A 58-year-old male with the history of CRPS type 2 following a vehicular accident 16 years ago, failed sympathectomy and history of an intrathecal hydromorphone (dilaudid) pump for pain relief, was admitted with a draining sinus in the anterior left abdominal wall. A computerized tomogram revealed a calcified fluid filled mass at the site (Figure 2). This was a former implanted morphine pump site which had been in place for 5 years and then removed. This was treated with Alcohol sclerotherapy and drain placement by interventional radiology. A week later, the patient was admitted to the hospital with a temperature of 101F, WBC 11,700 and the fluid from JP drain grew methicillin susceptible Staphylococcus aureus, Enterococcus faecalis and group B Streptococcus. The patient was penicillin allergic and was treated with intravenous vancomycin.

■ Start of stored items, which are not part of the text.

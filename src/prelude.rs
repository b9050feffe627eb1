//! Convenience re-exports for common usage.
//!
//! # Usage
//!
//! ```
//! use certeza::prelude::*;
//! ```

pub use crate::abtest::{AbTestOutcome, AbTestReport, AbTestRunner};
pub use crate::certainty::{CertaintyEstimator, ClosedFormCertainty, MonteCarloCertainty};
pub use crate::data::Dataset;
pub use crate::error::{CertezaError, Result};
pub use crate::plot::PosteriorPlot;
pub use crate::posterior::{GroupCounts, PosteriorSampler};
pub use crate::split::{split_three, split_two};
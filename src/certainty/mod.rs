//! Degree-of-certainty estimation.
//!
//! The degree of certainty is the posterior probability that the treatment
//! success rate exceeds the control success rate, with both rates under the
//! same Beta(successes + 1, failures) posterior the sampler uses.
//!
//! [`CertaintyEstimator`] is the seam for plugging in an external estimator;
//! the crate ships an exact closed-form estimator (the default) and a seeded
//! Monte Carlo estimator.

use rand::rngs::StdRng;
use rand::SeedableRng;
use rand_distr::Distribution;
use serde::{Deserialize, Serialize};

use crate::error::{CertezaError, Result};
use crate::posterior::{beta_posterior, GroupCounts, DEFAULT_N_SAMPLES, DEFAULT_SEED};

/// Estimates the probability that the treatment rate exceeds the control rate.
///
/// Implementations must return a value in [0, 1] for any non-degenerate
/// input (both groups with at least one failure).
pub trait CertaintyEstimator {
    /// Returns P(treatment rate > control rate) under the Beta posteriors.
    ///
    /// # Errors
    ///
    /// Returns [`CertezaError::DegenerateDistribution`] when either group has
    /// zero failures.
    fn degree_of_certainty(&self, control: GroupCounts, treatment: GroupCounts) -> Result<f64>;
}

/// Exact closed-form certainty for integer Beta shape parameters.
///
/// For control rate ~ Beta(a1, b1) and treatment rate ~ Beta(a2, b2) with
/// integer shapes, the probability that the treatment rate is higher is
///
/// ```text
/// P = sum over i in 0..a2 of  B(a1 + i, b1 + b2) / ((b2 + i) * B(1 + i, b2) * B(a1, b1))
/// ```
///
/// evaluated in log space to stay finite for large counts. The sum has a2
/// terms, so cost grows with treatment successes; for the group sizes this
/// crate targets that is negligible.
#[derive(Debug, Clone, Copy, Default, Serialize, Deserialize)]
pub struct ClosedFormCertainty;

impl ClosedFormCertainty {
    /// Creates the closed-form estimator.
    #[must_use]
    pub fn new() -> Self {
        Self
    }
}

impl CertaintyEstimator for ClosedFormCertainty {
    fn degree_of_certainty(&self, control: GroupCounts, treatment: GroupCounts) -> Result<f64> {
        let (a1, b1) = control.posterior_shape("control")?;
        let (a2, b2) = treatment.posterior_shape("treatment")?;

        let ln_beta_a = ln_beta(a1, b1);
        let mut total = 0.0f64;
        // a2 = treatment successes + 1, always a positive integer.
        let terms = treatment.successes + 1;
        for i in 0..terms {
            let i = i as f64;
            let ln_term = ln_beta(a1 + i, b1 + b2) - (b2 + i).ln() - ln_beta(1.0 + i, b2) - ln_beta_a;
            total += ln_term.exp();
        }
        Ok(total.clamp(0.0, 1.0))
    }
}

/// Seeded Monte Carlo certainty estimator.
///
/// Draws paired samples from both Beta posteriors and reports the fraction
/// of pairs where the treatment draw is higher. Deterministic for a given
/// seed, like [`crate::posterior::PosteriorSampler`].
#[derive(Debug, Clone, Serialize, Deserialize)]
pub struct MonteCarloCertainty {
    n_samples: usize,
    seed: u64,
}

impl Default for MonteCarloCertainty {
    fn default() -> Self {
        Self::new()
    }
}

impl MonteCarloCertainty {
    /// Creates a Monte Carlo estimator with the default draw count and seed.
    #[must_use]
    pub fn new() -> Self {
        Self {
            n_samples: DEFAULT_N_SAMPLES,
            seed: DEFAULT_SEED,
        }
    }

    /// Sets the number of paired draws.
    #[must_use]
    pub fn with_n_samples(mut self, n_samples: usize) -> Self {
        self.n_samples = n_samples;
        self
    }

    /// Sets the random seed.
    #[must_use]
    pub fn with_seed(mut self, seed: u64) -> Self {
        self.seed = seed;
        self
    }
}

impl CertaintyEstimator for MonteCarloCertainty {
    fn degree_of_certainty(&self, control: GroupCounts, treatment: GroupCounts) -> Result<f64> {
        if self.n_samples == 0 {
            return Err(CertezaError::InvalidHyperparameter {
                param: "n_samples".to_string(),
                value: "0".to_string(),
                constraint: ">= 1".to_string(),
            });
        }

        let control_beta = beta_posterior(control, "control")?;
        let treatment_beta = beta_posterior(treatment, "treatment")?;

        let mut rng = StdRng::seed_from_u64(self.seed);
        let mut wins = 0usize;
        for _ in 0..self.n_samples {
            let c = control_beta.sample(&mut rng);
            let t = treatment_beta.sample(&mut rng);
            if t > c {
                wins += 1;
            }
        }
        Ok(wins as f64 / self.n_samples as f64)
    }
}

/// Natural log of the gamma function (Lanczos approximation).
///
/// Valid for x > 0; accurate to roughly 1e-10 relative error, which is far
/// below the statistical noise of any experiment this crate analyzes.
fn ln_gamma(x: f64) -> f64 {
    const COEFFICIENTS: [f64; 6] = [
        76.180_091_729_471_46,
        -86.505_320_329_416_77,
        24.014_098_240_830_91,
        -1.231_739_572_450_155,
        0.120_865_097_386_617_9e-2,
        -0.539_523_938_495_3e-5,
    ];

    let mut denom = x;
    let tmp = x + 5.5;
    let tmp = (x + 0.5) * tmp.ln() - tmp;
    let mut series = 1.000_000_000_190_015;
    for c in COEFFICIENTS {
        denom += 1.0;
        series += c / denom;
    }
    tmp + (2.506_628_274_631_000_5 * series / x).ln()
}

/// Natural log of the Beta function.
fn ln_beta(a: f64, b: f64) -> f64 {
    ln_gamma(a) + ln_gamma(b) - ln_gamma(a + b)
}
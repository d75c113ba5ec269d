use crate::utils::webutils::json_error_handler;
use actix_web::{http::header, middleware::DefaultHeaders, web};

pub mod home;
pub mod login;
pub mod user;

pub fn configure_routes(cfg: &mut web::ServiceConfig) {
    cfg.app_data(web::JsonConfig::default().error_handler(json_error_handler));

    cfg.service(
        web::scope("")
            .wrap(DefaultHeaders::new().add((header::CONTENT_TYPE, "application/json")))
            .service(home::home)
            .service(login::login)
            .service(
                web::scope("/users")
                    .service(user::create::create)
                    .service(user::list::list)
                    .service(user::get::get)
                    .service(user::update::update)
                    .service(user::delete::delete)
            )
    );
}
pub mod password;
pub mod token;
pub mod webutils;
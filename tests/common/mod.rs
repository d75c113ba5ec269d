#![allow(dead_code)]

use account_service::db::database_service::DatabaseService;
use account_service::utils::token::TokenService;
use chrono::Duration;
use std::sync::Arc;
use tempfile::TempDir;

pub mod client;

pub const TEST_SECRET: &str = "integration-test-secret";

pub struct TestContext {
    pub db: Arc<DatabaseService>,
    pub tokens: TokenService,
    pub _dir: TempDir,
}

impl TestContext {
    pub async fn new() -> TestContext {
        let dir = tempfile::tempdir().expect("Failed to create temp dir");
        let db_url = format!("sqlite://{}?mode=rwc", dir.path().join("accounts.db").display());

        let db = Arc::new(
            DatabaseService::new(&db_url)
                .await
                .expect("Failed to initialize DatabaseService")
        );

        TestContext {
            db,
            tokens: TokenService::new(TEST_SECRET, Duration::hours(1)),
            _dir: dir,
        }
    }
}

// Test data helpers
pub mod test_data {
    use account_service::types::user::{RLogin, RUserCreate};

    pub fn sample_user() -> RUserCreate {
        sample_user_with("pet", "pet@gmail.com")
    }

    pub fn sample_user_with(username: &str, email: &str) -> RUserCreate {
        RUserCreate {
            username: username.to_string(),
            email: email.to_string(),
            password: "password".to_string(),
        }
    }

    pub fn login_for(email: &str) -> RLogin {
        RLogin {
            email: email.to_string(),
            password: "password".to_string(),
        }
    }
}
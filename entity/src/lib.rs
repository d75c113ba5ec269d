pub mod user;

/*
 A user owns exactly one row and is the only one allowed to change it.
 Registration and lookups are open, update and delete need the owner's bearer token.
 */
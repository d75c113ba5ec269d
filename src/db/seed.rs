use migration::{Migrator, MigratorTrait};
use tracing::info;

use crate::db::database_service::DatabaseService;
use crate::types::{error::AppError, user::DBUserCreate};

const SEED_PASSWORD: &str = "password";

fn seed_users() -> Vec<DBUserCreate> {
    [("Steven Victor", "steven@email.com"), ("Martin Luther", "luther@email.com")]
        .into_iter()
        .map(|(username, email)| DBUserCreate {
            username: username.to_string(),
            email: email.to_string(),
            password: SEED_PASSWORD.to_string(),
        })
        .collect()
}

impl DatabaseService {
    /// Drops every table, re-applies the migrations and inserts the sample users.
    pub async fn seed(&self) -> Result<(), AppError> {
        info!("Resetting schema for seeding...");
        Migrator::fresh(&self.database_connection).await?;

        for user in seed_users() {
            self.create_user(user).await?;
        }
        info!("Seeded users table.");
        Ok(())
    }
}
use migration::{Migrator, MigratorTrait};
use sea_orm::{Database, DatabaseConnection, DbErr};
use tracing::info;

/// Owns the connection pool. Opened once at startup, shared through
/// `web::Data`, closed after the server stops.
#[derive(Clone)]
pub struct DatabaseService {
    pub(crate) database_connection: DatabaseConnection,
}

impl DatabaseService {
    pub async fn new(uri: &str) -> Result<Self, DbErr> {
        info!("Connecting to database...");
        let database_connection = Database::connect(uri).await?;
        info!("Running migrations...");
        Migrator::up(&database_connection, None).await?;
        info!("Database ready.");
        Ok(Self { database_connection })
    }

    pub fn connection(&self) -> &DatabaseConnection {
        &self.database_connection
    }

    pub async fn close(&self) -> Result<(), DbErr> {
        info!("Closing database connection pool.");
        self.database_connection.clone().close().await
    }
}
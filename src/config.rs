use std::env;
use thiserror::Error;

#[derive(Debug, Error)]
pub enum ConfigError {
    #[error("environment variable {0} not set")]
    Missing(&'static str),
    #[error("environment variable {0} is not valid: {1}")]
    Invalid(&'static str, String),
}

#[derive(Clone, Debug)]
pub struct EnvConfig {
    pub port: u16,
    pub db_url: String,
    pub seed: bool,
    pub token: TokenConfig,
}

#[derive(Clone, Debug)]
pub struct TokenConfig {
    pub secret: String,
    pub ttl_secs: i64,
}

impl EnvConfig {
    fn get_env(key: &'static str) -> Result<String, ConfigError> {
        env::var(key).map_err(|_| ConfigError::Missing(key))
    }

    fn get_env_or<T: std::str::FromStr>(key: &'static str, default: T) -> Result<T, ConfigError> {
        match env::var(key) {
            Ok(raw) => raw
                .trim()
                .parse()
                .map_err(|_| ConfigError::Invalid(key, raw)),
            Err(_) => Ok(default),
        }
    }

    pub fn from_env() -> Result<Self, ConfigError> {
        dotenv::dotenv().ok();

        let secret = Self::get_env("API_SECRET")?;
        if secret.is_empty() {
            return Err(ConfigError::Invalid("API_SECRET", secret));
        }

        Ok(EnvConfig {
            port: Self::get_env_or("PORT", 8080)?,
            db_url: Self::get_env("DATABASE_URL")?,
            seed: Self::get_env_or("SEED_DB", false)?,
            token: TokenConfig {
                secret,
                ttl_secs: Self::get_env_or("TOKEN_TTL_SECS", 3600)?,
            },
        })
    }
}
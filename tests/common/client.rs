use account_service::{
    db::database_service::DatabaseService,
    types::{error::AppError, user::DBUserCreate},
    utils::token::TokenService,
};
use actix_web::{web, App};
use std::sync::Arc;

pub struct TestClient {
    pub db: Arc<DatabaseService>,
    pub tokens: TokenService,
}

impl TestClient {
    pub fn new(db: Arc<DatabaseService>, tokens: TokenService) -> Self {
        TestClient { db, tokens }
    }

    pub fn create_app(&self) -> actix_web::App<
        impl actix_web::dev::ServiceFactory<
            actix_web::dev::ServiceRequest,
            Config = (),
            Response = actix_web::dev::ServiceResponse,
            Error = actix_web::Error,
            InitError = (),
        >,
    > {
        App::new()
            .app_data(web::Data::new(Arc::clone(&self.db)))
            .app_data(web::Data::new(self.tokens.clone()))
            .configure(account_service::routes::configure_routes)
    }

    /// Inserts a user straight through the repository and hands back its id
    /// plus a freshly issued bearer token.
    pub async fn create_test_user(&self, username: &str, email: &str) -> Result<(i32, String), AppError> {
        let user = self.db.create_user(DBUserCreate {
            username: username.to_string(),
            email: email.to_string(),
            password: "password".to_string(),
        }).await?;

        let token = self.tokens.issue(user.id)?;
        Ok((user.id, token))
    }
}
pub mod error;
pub mod response;
pub mod token;
pub mod user;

He did not improve and repeated cultures grew Citrobacter freundii and Escherichia coli. The antibiotic was changed to ertapenem. The infected calcified mass was surgically excised. The wound healed in about 1 month.
Complex regional pain syndrome is a devastating painful condition, most often involving a limb associated with neuropathic pain, autonomic dysfunction, sensory and motor abnormalities and trophic changes [4]. Patients with persistent pain become narcotic dependent often resulting in life long disability. Both patients reported, were narcotic dependent for many years. Most patients with autonomic dysfunction develop erythema in affected limb due to vasodilatation. We have not seen reports of actual bleeding due to bursting of blood vessels as in case 1. Recurrent infections are uncommon, which was seen in in both our cases.
Therapy of CRPS involves a multidisciplinary approach including invasive and noninvasive methods. Noninvasive methods include pharmacotherapy, physical and occupational therapy and psychological therapy. Pharmacotherapy depends on symptoms and includes treatment of neuropathic pain, free radical scavengers, steroids and agents interfering with bone metabolism. Invasive methods include spinal cord stimulators, opioid therapy (implanted morphine pumps, intrathecal pumps), sympathetic blocks and sympathectomy [10]. After failure of multiple modes of intervention, extreme cases of intractable pain and disability have ended in limb amputations [17-19]. More than 100 such cases have been reported [17-19].